In the data, find each line where the word "indicators" appears and list that line.

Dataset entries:
═══

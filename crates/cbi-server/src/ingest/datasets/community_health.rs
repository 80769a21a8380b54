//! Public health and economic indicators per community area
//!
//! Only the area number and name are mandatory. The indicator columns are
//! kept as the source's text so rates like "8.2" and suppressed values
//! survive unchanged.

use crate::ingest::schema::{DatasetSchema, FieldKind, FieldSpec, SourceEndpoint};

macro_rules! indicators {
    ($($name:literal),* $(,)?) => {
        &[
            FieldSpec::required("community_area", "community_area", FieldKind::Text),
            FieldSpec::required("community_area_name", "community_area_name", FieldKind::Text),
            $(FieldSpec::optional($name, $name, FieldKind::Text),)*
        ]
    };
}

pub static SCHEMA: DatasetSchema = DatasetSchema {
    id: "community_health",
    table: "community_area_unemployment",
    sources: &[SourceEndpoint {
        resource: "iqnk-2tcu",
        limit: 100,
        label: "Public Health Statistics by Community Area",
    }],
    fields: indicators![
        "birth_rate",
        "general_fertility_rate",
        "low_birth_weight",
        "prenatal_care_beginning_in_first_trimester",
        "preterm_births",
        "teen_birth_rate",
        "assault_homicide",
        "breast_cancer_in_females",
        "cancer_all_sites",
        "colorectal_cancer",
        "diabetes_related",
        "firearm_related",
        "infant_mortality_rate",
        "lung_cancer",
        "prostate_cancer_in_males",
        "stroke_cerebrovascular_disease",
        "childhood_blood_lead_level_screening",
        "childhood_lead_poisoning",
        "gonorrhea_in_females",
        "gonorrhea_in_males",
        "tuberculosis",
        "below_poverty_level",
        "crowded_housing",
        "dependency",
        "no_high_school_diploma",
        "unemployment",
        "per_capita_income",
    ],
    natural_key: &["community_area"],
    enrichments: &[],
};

═══

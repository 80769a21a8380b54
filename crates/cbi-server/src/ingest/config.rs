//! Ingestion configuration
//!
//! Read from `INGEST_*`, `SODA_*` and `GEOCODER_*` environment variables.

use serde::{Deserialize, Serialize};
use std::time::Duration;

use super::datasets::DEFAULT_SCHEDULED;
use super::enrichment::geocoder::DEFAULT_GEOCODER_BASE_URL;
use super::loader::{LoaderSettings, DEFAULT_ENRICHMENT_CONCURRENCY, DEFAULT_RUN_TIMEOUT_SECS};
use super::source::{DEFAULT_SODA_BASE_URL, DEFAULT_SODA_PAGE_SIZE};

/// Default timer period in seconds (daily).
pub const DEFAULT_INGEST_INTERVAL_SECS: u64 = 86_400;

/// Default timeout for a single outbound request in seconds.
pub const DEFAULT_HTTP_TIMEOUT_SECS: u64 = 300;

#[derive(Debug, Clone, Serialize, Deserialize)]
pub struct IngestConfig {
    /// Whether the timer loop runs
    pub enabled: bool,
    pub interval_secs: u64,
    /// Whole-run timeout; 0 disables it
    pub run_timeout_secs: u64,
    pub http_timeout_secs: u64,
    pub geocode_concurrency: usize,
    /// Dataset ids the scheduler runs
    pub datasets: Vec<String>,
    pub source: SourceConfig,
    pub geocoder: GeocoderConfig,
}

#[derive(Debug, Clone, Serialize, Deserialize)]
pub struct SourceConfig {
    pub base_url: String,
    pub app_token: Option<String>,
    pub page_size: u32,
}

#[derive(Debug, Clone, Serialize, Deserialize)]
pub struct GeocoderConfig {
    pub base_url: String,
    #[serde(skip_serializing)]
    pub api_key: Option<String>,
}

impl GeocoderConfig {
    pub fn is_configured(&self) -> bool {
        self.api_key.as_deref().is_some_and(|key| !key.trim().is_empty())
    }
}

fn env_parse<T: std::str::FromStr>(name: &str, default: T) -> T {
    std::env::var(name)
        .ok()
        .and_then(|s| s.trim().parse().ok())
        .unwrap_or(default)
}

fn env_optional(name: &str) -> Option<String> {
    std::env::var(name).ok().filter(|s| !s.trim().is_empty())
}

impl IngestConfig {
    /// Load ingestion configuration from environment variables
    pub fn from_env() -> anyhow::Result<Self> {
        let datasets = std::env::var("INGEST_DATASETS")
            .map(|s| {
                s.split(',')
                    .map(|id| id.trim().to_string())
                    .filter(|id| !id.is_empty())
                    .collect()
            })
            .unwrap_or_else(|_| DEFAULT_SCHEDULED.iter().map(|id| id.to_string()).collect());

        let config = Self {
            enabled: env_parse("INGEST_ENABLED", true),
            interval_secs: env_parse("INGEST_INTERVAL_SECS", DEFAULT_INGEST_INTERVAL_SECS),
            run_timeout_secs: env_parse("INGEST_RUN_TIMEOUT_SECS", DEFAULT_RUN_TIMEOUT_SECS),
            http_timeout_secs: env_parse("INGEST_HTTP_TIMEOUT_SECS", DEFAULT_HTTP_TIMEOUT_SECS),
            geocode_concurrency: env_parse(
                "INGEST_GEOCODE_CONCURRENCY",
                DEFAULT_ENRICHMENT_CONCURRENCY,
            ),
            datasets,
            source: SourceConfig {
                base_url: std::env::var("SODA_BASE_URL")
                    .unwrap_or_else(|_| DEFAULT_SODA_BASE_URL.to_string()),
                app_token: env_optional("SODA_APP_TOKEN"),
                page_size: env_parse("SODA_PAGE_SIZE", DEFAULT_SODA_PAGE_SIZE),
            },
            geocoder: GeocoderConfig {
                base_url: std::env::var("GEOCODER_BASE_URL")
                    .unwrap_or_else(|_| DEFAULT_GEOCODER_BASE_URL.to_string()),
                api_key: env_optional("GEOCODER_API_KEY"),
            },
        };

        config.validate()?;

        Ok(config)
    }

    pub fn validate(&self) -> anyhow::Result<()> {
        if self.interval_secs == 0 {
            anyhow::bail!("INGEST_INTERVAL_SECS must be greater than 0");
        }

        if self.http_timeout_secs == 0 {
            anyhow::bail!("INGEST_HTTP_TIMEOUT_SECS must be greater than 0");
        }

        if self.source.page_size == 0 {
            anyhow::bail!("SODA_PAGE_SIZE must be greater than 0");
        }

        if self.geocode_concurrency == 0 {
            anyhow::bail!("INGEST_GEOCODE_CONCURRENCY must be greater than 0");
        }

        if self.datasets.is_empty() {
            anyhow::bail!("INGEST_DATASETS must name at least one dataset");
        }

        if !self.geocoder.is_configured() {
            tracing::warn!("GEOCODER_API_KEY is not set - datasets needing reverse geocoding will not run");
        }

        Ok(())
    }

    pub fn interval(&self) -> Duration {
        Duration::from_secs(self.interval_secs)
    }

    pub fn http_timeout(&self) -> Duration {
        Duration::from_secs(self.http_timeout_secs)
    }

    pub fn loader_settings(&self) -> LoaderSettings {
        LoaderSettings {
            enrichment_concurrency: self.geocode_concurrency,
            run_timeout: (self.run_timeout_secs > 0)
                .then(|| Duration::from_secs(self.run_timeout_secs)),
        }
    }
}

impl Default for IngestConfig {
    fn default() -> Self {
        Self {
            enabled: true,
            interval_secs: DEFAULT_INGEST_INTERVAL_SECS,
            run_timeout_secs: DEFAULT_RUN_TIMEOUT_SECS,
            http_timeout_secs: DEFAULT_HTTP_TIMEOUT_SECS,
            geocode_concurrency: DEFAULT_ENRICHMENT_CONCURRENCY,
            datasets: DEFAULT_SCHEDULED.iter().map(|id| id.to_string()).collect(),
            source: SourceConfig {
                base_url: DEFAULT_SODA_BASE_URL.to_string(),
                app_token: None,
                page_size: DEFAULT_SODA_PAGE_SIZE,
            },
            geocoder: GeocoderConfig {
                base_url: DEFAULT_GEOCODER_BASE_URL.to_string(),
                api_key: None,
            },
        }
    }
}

═══

Your response:
//! Public health and economic indicators per community area
macro_rules! indicators {
    fields: indicators![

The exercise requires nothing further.